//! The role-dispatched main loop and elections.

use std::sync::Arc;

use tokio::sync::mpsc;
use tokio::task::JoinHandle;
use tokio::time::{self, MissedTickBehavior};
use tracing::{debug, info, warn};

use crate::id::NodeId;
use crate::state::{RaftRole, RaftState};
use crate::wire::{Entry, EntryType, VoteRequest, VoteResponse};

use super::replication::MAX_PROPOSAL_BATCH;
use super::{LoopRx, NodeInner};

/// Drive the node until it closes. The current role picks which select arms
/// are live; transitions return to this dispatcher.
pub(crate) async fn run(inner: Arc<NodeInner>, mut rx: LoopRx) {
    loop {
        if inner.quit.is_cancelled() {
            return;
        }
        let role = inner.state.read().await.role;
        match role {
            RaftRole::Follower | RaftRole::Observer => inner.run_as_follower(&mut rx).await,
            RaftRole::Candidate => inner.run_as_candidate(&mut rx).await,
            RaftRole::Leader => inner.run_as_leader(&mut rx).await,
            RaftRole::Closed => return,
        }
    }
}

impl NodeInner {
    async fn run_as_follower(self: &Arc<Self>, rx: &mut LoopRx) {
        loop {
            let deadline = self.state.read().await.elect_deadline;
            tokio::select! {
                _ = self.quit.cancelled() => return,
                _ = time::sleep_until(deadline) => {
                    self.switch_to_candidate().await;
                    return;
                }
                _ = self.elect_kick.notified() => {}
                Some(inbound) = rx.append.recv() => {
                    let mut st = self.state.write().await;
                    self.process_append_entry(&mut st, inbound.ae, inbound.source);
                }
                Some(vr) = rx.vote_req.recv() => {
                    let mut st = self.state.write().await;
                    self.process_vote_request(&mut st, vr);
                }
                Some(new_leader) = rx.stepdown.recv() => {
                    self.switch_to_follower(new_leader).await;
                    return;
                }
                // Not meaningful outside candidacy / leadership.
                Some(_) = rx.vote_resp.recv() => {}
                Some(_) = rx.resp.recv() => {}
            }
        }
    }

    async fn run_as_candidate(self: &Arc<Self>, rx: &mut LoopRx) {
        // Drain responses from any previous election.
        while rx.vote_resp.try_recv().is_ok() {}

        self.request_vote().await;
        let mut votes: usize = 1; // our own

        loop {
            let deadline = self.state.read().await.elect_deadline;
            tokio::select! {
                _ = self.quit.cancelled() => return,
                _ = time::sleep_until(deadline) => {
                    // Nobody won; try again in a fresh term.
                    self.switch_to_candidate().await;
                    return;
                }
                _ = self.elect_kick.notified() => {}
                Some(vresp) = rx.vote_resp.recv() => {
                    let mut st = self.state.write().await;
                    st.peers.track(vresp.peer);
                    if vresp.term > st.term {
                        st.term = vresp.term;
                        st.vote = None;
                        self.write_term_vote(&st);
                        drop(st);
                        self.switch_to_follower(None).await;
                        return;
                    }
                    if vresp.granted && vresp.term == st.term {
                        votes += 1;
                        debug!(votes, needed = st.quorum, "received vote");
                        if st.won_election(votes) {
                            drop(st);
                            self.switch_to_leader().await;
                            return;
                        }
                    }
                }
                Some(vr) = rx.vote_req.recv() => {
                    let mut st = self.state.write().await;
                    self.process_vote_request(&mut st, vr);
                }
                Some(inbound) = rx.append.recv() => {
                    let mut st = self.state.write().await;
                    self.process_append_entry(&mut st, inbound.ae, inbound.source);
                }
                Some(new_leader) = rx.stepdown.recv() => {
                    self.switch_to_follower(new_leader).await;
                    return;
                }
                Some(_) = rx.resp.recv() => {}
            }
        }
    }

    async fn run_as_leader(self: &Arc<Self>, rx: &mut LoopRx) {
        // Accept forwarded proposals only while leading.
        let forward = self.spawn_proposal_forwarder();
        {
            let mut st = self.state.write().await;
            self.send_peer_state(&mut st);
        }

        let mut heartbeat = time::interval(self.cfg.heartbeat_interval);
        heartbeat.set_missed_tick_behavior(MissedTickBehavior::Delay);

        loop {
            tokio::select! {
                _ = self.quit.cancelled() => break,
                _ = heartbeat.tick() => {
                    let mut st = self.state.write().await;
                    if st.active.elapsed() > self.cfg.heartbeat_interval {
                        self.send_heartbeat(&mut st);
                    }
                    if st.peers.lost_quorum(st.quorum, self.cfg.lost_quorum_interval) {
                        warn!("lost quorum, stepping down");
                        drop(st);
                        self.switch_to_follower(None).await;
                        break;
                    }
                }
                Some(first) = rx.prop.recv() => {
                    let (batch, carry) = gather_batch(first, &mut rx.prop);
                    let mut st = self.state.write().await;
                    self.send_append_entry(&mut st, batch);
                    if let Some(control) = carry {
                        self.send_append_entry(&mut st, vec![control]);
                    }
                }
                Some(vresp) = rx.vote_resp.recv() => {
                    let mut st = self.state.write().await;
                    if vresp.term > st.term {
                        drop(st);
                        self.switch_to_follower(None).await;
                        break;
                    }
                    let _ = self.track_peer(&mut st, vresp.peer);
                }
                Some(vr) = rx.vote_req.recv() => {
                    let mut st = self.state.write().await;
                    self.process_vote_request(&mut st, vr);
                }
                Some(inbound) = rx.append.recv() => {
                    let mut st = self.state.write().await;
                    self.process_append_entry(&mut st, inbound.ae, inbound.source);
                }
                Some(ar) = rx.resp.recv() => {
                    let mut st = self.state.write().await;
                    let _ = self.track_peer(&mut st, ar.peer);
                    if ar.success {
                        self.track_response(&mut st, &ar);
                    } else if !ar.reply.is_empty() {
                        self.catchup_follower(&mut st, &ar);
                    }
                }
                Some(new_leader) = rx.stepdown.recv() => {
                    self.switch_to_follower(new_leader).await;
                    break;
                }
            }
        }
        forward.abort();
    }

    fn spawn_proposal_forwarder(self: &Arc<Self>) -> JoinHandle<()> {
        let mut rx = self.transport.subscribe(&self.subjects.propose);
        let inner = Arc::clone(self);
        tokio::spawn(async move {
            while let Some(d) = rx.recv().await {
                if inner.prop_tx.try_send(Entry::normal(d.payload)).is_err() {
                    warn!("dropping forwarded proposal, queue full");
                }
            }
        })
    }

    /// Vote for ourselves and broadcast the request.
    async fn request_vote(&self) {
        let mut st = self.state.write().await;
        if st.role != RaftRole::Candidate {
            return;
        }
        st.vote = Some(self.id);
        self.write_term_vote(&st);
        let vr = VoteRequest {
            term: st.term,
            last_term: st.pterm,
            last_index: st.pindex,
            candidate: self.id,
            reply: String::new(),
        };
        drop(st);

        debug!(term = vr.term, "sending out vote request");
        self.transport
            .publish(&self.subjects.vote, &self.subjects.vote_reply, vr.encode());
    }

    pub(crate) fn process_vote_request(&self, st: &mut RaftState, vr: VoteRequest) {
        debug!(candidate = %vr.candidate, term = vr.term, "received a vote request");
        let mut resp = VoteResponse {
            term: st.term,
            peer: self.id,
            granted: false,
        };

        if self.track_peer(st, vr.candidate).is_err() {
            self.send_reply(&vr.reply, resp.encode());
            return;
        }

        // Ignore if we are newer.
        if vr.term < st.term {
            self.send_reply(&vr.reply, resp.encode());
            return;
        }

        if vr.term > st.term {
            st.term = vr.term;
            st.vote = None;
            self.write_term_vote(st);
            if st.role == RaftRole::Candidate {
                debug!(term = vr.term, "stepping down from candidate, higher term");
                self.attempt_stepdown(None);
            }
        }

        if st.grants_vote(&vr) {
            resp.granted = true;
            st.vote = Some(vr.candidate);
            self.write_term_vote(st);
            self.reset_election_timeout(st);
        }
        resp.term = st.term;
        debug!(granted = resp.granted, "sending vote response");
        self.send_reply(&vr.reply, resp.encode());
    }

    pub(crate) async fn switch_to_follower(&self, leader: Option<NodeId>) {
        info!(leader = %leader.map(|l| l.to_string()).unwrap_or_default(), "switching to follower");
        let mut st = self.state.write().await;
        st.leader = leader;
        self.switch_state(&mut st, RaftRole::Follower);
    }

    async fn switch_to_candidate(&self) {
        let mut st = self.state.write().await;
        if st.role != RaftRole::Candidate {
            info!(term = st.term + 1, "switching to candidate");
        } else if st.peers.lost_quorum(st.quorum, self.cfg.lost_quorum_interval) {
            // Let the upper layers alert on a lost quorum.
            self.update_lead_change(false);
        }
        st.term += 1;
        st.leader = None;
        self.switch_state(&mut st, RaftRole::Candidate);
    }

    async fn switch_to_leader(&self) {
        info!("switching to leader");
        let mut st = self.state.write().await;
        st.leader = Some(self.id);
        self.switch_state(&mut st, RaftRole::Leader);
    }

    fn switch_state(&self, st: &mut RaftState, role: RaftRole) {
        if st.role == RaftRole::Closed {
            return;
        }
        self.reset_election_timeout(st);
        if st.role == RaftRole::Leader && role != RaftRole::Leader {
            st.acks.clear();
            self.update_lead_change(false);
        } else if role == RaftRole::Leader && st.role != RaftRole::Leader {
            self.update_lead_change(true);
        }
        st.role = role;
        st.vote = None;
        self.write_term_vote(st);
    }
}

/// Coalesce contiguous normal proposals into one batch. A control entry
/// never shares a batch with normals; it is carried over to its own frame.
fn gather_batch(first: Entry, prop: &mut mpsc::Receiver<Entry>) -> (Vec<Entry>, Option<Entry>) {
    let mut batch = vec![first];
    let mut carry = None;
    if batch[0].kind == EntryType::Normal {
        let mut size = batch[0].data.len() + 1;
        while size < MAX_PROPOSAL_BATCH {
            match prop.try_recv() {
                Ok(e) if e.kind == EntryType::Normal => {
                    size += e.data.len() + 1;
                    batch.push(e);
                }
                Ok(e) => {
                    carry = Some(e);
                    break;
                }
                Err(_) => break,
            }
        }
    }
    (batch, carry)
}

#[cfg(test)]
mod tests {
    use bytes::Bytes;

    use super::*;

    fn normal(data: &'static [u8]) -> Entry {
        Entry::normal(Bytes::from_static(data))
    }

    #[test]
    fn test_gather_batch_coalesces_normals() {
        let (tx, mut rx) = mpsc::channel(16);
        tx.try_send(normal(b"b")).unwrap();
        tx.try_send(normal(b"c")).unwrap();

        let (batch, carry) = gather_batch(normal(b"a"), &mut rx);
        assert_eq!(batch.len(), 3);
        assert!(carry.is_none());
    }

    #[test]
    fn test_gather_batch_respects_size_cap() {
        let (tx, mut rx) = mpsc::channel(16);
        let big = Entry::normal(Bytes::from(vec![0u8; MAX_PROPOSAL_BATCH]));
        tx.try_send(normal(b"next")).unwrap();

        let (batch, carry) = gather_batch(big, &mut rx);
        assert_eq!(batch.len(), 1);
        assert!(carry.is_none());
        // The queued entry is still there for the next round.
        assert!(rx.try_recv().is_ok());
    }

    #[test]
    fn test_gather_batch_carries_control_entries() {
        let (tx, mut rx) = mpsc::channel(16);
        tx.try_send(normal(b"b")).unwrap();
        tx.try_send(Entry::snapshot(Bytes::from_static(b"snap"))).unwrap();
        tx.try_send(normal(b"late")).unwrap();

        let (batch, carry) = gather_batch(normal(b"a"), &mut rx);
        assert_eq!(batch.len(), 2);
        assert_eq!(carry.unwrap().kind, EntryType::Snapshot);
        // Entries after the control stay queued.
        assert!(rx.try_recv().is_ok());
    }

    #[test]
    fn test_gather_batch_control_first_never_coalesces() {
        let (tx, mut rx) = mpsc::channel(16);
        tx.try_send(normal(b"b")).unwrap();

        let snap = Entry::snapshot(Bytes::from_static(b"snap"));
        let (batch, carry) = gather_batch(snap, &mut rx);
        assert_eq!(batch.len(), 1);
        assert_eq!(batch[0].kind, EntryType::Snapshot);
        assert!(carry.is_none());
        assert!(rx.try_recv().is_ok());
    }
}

________

**Your instructions**
The first line of the entries above and every line after it, up to and including the line with "async fn run_as_follower(self: &Arc<Self>, rx: &mut", should be set down exactly.

**Written reply**
//! The role-dispatched main loop and elections.

use std::sync::Arc;

use tokio::sync::mpsc;
use tokio::task::JoinHandle;
use tokio::time::{self, MissedTickBehavior};
use tracing::{debug, info, warn};

use crate::id::NodeId;
use crate::state::{RaftRole, RaftState};
use crate::wire::{Entry, EntryType, VoteRequest, VoteResponse};

use super::replication::MAX_PROPOSAL_BATCH;
use super::{LoopRx, NodeInner};

/// Drive the node until it closes. The current role picks which select arms
/// are live; transitions return to this dispatcher.
pub(crate) async fn run(inner: Arc<NodeInner>, mut rx: LoopRx) {
    loop {
        if inner.quit.is_cancelled() {
            return;
        }
        let role = inner.state.read().await.role;
        match role {
            RaftRole::Follower | RaftRole::Observer => inner.run_as_follower(&mut rx).await,
            RaftRole::Candidate => inner.run_as_candidate(&mut rx).await,
            RaftRole::Leader => inner.run_as_leader(&mut rx).await,
            RaftRole::Closed => return,
        }
    }
}

impl NodeInner {
    async fn run_as_follower(self: &Arc<Self>, rx: &mut LoopRx) {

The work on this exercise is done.